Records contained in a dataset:
▬▬▬▬▬▬

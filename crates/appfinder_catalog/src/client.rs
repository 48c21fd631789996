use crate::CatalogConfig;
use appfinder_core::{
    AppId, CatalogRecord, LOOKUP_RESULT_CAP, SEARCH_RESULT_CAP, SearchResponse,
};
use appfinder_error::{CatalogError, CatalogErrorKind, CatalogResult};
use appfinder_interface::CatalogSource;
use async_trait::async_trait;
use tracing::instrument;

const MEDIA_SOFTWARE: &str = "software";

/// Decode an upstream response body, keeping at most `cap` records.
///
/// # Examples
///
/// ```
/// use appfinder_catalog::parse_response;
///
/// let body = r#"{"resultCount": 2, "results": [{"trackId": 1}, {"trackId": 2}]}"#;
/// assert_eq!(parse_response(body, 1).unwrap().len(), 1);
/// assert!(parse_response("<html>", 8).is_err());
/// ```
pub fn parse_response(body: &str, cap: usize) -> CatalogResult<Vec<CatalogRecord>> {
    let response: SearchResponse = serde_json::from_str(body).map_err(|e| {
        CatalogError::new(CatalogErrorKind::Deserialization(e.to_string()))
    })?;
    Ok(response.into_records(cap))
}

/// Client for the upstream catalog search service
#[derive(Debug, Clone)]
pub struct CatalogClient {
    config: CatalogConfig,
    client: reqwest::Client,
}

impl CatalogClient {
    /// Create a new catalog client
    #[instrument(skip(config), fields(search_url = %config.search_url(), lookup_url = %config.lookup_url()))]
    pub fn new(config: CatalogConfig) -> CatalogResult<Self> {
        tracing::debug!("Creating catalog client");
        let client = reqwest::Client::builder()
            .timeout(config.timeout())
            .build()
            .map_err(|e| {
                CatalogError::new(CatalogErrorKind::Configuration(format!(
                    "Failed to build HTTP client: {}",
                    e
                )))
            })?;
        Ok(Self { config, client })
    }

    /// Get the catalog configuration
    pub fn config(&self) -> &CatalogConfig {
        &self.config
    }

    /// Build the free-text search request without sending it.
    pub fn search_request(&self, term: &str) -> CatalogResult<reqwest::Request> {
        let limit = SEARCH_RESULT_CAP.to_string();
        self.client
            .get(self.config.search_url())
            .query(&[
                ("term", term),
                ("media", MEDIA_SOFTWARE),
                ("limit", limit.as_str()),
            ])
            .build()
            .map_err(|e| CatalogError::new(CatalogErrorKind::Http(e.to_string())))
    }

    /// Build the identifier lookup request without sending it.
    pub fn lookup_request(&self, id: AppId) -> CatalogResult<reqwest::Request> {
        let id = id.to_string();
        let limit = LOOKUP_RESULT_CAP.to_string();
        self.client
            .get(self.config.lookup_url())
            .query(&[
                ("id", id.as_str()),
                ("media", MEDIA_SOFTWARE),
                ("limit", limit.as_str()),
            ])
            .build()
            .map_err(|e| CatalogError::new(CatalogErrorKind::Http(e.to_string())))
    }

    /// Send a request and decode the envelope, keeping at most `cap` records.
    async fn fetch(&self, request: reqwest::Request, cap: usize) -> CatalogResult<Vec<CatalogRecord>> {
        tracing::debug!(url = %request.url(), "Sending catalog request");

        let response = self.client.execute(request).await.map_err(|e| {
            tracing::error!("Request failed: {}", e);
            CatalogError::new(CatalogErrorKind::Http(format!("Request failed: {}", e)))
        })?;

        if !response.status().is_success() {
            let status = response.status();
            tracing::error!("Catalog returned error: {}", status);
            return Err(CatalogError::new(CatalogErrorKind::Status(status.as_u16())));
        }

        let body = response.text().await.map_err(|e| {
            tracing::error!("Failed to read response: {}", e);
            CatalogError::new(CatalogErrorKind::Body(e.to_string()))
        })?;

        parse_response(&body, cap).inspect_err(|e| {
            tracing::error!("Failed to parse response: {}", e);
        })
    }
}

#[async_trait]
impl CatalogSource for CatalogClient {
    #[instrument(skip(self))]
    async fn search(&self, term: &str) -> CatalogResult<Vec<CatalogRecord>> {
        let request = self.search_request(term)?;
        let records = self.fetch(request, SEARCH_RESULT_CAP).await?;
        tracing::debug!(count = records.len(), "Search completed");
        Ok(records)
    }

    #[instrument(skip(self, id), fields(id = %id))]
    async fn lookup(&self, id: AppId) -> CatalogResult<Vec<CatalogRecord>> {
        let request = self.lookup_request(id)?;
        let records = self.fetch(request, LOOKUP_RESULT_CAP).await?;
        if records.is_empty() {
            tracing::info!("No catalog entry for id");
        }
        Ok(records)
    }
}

▬▬▬▬▬▬

_Problem requirements_
Out of the records above, pick each line that contains the string "usize".

_Written answer_
pub fn parse_response(body: &str, cap: usize) -> CatalogResult<Vec<CatalogRecord>> {
    async fn fetch(&self, request: reqwest::Request, cap: usize) -> CatalogResult<Vec<CatalogRecord>> {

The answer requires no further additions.